Des financements pour s’équiper
Le 27 octobre, les ministres de l’Économie, des Comptes publics et de l’Industrie ont signé un décret précisant les modalités d’un soutien financier à la modernisation des PME et ETI industrielles. Dans le cadre du plan France relance, le gouvernement a alloué 280 millions d’euros à l’investissement dans les technologies de l’industrie du futur. L’aide, sous forme de subventions, se décompose en trois enveloppes : 40 millions jusqu’à la fin décembre, 140 millions en 2021 et 100 millions en 2022. «Si vous achetez une machine qui est dans la liste, vous envoyez la facture et recevez l’argent», résumait Agnès Pannier-Runacher, la ministre de l’Industrie, en présentant en septembre les mesures de soutien à la modernisation des usines.
«La Direction générale des entreprises nous a écoutés, reconnaît Olivier Dario, le délégué général du Syndicat des machines et technologies de production (Symop), qui a milité pour le principe de subvention. Avec cette mesure sur trois ans, on va au-delà de la crise. Les montants vont jusqu’à 40%, c’est une opportunité pour entrer dans l’industrie 4.0.» Les aides s’appliquent aux achats d’équipements neufs ou d’occasion pouvant être inscrits à l’actif immobilisé, dans huit catégories (robotique et cobotique, impression additive, machines de calcul intensif, capteurs, logiciels, réalité augmentée et virtuelle…).

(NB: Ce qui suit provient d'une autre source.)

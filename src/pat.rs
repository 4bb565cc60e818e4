// Copyright 2024 The x86-paging Authors.
// This project is dual-licensed under Apache 2.0 and MIT terms.
// See LICENSE-APACHE and LICENSE-MIT for details.

//! Types for Page Attribute Table values.
//!
//! The PAT, CD and WT bits of a mapping together select one of the 8 entries of the IA32_PAT MSR,
//! which gives the memory type. These types build a PAT value in a readable structured way and
//! work out which memory type a mapping ends up with.
//!
//! # Example
//!
//! ```
//! use x86_paging::{
//!     paging::MapAttribute,
//!     pat::{MemoryType, Pat},
//! };
//!
//! const PAT: Pat = Pat::DEFAULT.with_entry(5, MemoryType::WriteCombining);
//!
//! let attributes = PAT.attributes_for(MemoryType::WriteCombining).unwrap();
//! assert_eq!(attributes, MapAttribute::PAT | MapAttribute::WRITE_THROUGH);
//! assert_eq!(PAT.resolve(attributes), Some(MemoryType::WriteCombining));
//! ```

use crate::paging::MapAttribute;
use core::fmt::{self, Display, Formatter, Write};

/// An IA32_PAT MSR value.
#[derive(Copy, Clone, Debug, Eq, PartialEq)]
pub struct Pat(pub u64);

impl Pat {
    /// The value the processor has after reset.
    pub const DEFAULT: Self = Self::new([
        MemoryType::WriteBack,
        MemoryType::WriteThrough,
        MemoryType::UncachedMinus,
        MemoryType::Uncacheable,
        MemoryType::WriteBack,
        MemoryType::WriteThrough,
        MemoryType::UncachedMinus,
        MemoryType::Uncacheable,
    ]);

    /// Constructs a new PAT value from a memory type for each entry.
    pub const fn new(types: [MemoryType; 8]) -> Self {
        let mut value = 0;
        let mut i = 0;
        while i < 8 {
            value |= (types[i] as u64) << (i * 8);
            i += 1;
        }
        Self(value)
    }

    /// Sets the memory type of the entry at the given index, returning the new PAT value.
    pub const fn with_entry(self, index: u8, memory_type: MemoryType) -> Self {
        assert!(index < 8);
        let offset = index * 8;
        Self(self.0 & !(0xff << offset) | (memory_type as u64) << offset)
    }

    /// Returns the memory type of the entry at the given index, or `None` if it holds a reserved
    /// encoding.
    ///
    /// # Panics
    ///
    /// Panics if `index` is not less than 8.
    pub fn memory_type(self, index: u8) -> Option<MemoryType> {
        assert!(index < 8);
        MemoryType::try_from((self.0 >> (index * 8)) as u8).ok()
    }

    /// Returns the memory type selected by the PAT, CD and WT bits of `attributes`.
    pub fn resolve(self, attributes: MapAttribute) -> Option<MemoryType> {
        self.memory_type(index_of(attributes))
    }

    /// Returns the PAT, CD and WT bits selecting the lowest entry with the given memory type, or
    /// `None` if no entry has it.
    pub fn attributes_for(self, memory_type: MemoryType) -> Option<MapAttribute> {
        (0..8)
            .find(|&index| self.memory_type(index) == Some(memory_type))
            .map(attributes_of)
    }
}

impl Default for Pat {
    fn default() -> Self {
        Self::DEFAULT
    }
}

impl From<Pat> for u64 {
    fn from(value: Pat) -> Self {
        value.0
    }
}

impl From<[MemoryType; 8]> for Pat {
    fn from(types: [MemoryType; 8]) -> Self {
        Self::new(types)
    }
}

impl Display for Pat {
    fn fmt(&self, f: &mut Formatter) -> fmt::Result {
        f.write_char('{')?;
        for i in 0..8 {
            if i != 0 {
                f.write_str("; ")?;
            }
            match self.memory_type(i) {
                Some(memory_type) => write!(f, "{}: {}", i, memory_type)?,
                None => write!(f, "{}: Reserved ({:#04x})", i, (self.0 >> (i * 8)) as u8)?,
            }
        }
        f.write_char('}')?;
        Ok(())
    }
}

/// Index of the PAT entry selected by `attributes`.
fn index_of(attributes: MapAttribute) -> u8 {
    let mut index = 0;
    if attributes.contains(MapAttribute::PAT) {
        index |= 0b100;
    }
    if attributes.contains(MapAttribute::CACHE_DISABLED) {
        index |= 0b010;
    }
    if attributes.contains(MapAttribute::WRITE_THROUGH) {
        index |= 0b001;
    }
    index
}

fn attributes_of(index: u8) -> MapAttribute {
    let mut attributes = MapAttribute::empty();
    attributes.set(MapAttribute::PAT, index & 0b100 != 0);
    attributes.set(MapAttribute::CACHE_DISABLED, index & 0b010 != 0);
    attributes.set(MapAttribute::WRITE_THROUGH, index & 0b001 != 0);
    attributes
}

/// A memory type which can be given in a PAT entry.
#[derive(Copy, Clone, Debug, Eq, Hash, PartialEq)]
#[repr(u8)]
pub enum MemoryType {
    /// Uncacheable (UC)
    Uncacheable = 0,
    /// Write combining (WC)
    WriteCombining = 1,
    /// Write-through (WT)
    WriteThrough = 4,
    /// Write-protected (WP)
    WriteProtected = 5,
    /// Write-back (WB)
    WriteBack = 6,
    /// Uncached (UC-), which MTRRs may override to write combining.
    UncachedMinus = 7,
}

impl TryFrom<u8> for MemoryType {
    type Error = ();

    fn try_from(value: u8) -> Result<Self, Self::Error> {
        match value {
            0 => Ok(Self::Uncacheable),
            1 => Ok(Self::WriteCombining),
            4 => Ok(Self::WriteThrough),
            5 => Ok(Self::WriteProtected),
            6 => Ok(Self::WriteBack),
            7 => Ok(Self::UncachedMinus),
            _ => Err(()),
        }
    }
}

impl MemoryType {
    fn as_str(self) -> &'static str {
        match self {
            MemoryType::Uncacheable => "UC",
            MemoryType::WriteCombining => "WC",
            MemoryType::WriteThrough => "WT",
            MemoryType::WriteProtected => "WP",
            MemoryType::WriteBack => "WB",
            MemoryType::UncachedMinus => "UC-",
        }
    }
}

impl Display for MemoryType {
    fn fmt(&self, f: &mut Formatter) -> fmt::Result {
        f.write_str(self.as_str())
    }
}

Agnès Pannier-Runacher, la ministre de l’Industrie, à l’usine SFOB de Lagny-sur-Marne (Val-de-Marne), le 7 septembre. © G. Bassignac/Divergence
Une aide de minimis
Outre le soutien à la modernisation des PME, deux régimes d’aide sont mobilisables : un règlement de minimis, dans la limite de 200 000 euros, et l’aide temporaire Covid-19 (sous réserve de difficultés de trésorerie avérées), avec un plafond de 800 000 euros. Dans le cadre du régime de minimis, si l’entreprise n’a pas encore perçu ou demandé d’aide, elle peut bénéficier d’une subvention égale à 40 % de l’assiette éligible, dans la limite de 200 000 euros. Si elle en a déjà reçu une pour d’autres investissements, le montant accordé est déduit d’un solde de 200 000 euros. Pour en bénéficier, un dossier est à adresser à l’Agence de services et de paiement, qui gère le guichet unique.